## [INSTRUCTIONS TO FOLLOW]
What is the count of lines in the data that hold the string "calls"? State the number alone.

[Stored items]
◆ ◆ ◆ ◆ ◆
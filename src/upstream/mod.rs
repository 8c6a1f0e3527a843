// ABOUTME: TripXplo admin API integration: shared HTTP client, token cache, data client
// ABOUTME: All authenticated calls go through a pooled reqwest client with bounded timeouts
//
// SPDX-License-Identifier: MIT OR Apache-2.0
// Copyright (c) 2025 TripXplo AI

//! # Upstream Integration
//!
//! [`TripXploClient`] implements [`TravelApi`], the seam the orchestrator
//! and route handlers depend on. Data-fetch failures are absorbed into
//! empty results (logged, never propagated); only token acquisition
//! failures surface, since no request can succeed without a credential.

mod client;
mod token;

pub use client::{TravelApi, TripXploClient};
pub use token::TokenCache;

use reqwest::{Client, ClientBuilder};
use std::sync::OnceLock;
use std::time::Duration;

/// Request timeout for upstream calls
const REQUEST_TIMEOUT_SECS: u64 = 30;

/// Connection timeout for upstream calls
const CONNECT_TIMEOUT_SECS: u64 = 10;

static SHARED_CLIENT: OnceLock<Client> = OnceLock::new();

/// Pooled HTTP client shared by all upstream calls.
///
/// Constructed lazily on first use; every request carries the bounded
/// request and connect timeouts above so a stalled upstream cannot hang
/// a request indefinitely.
pub fn shared_client() -> &'static Client {
    SHARED_CLIENT.get_or_init(|| {
        ClientBuilder::new()
            .timeout(Duration::from_secs(REQUEST_TIMEOUT_SECS))
            .connect_timeout(Duration::from_secs(CONNECT_TIMEOUT_SECS))
            .build()
            .unwrap_or_else(|_| Client::new())
    })
}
◆ ◆ ◆ ◆ ◆
## [WRITTEN SOLUTION]
4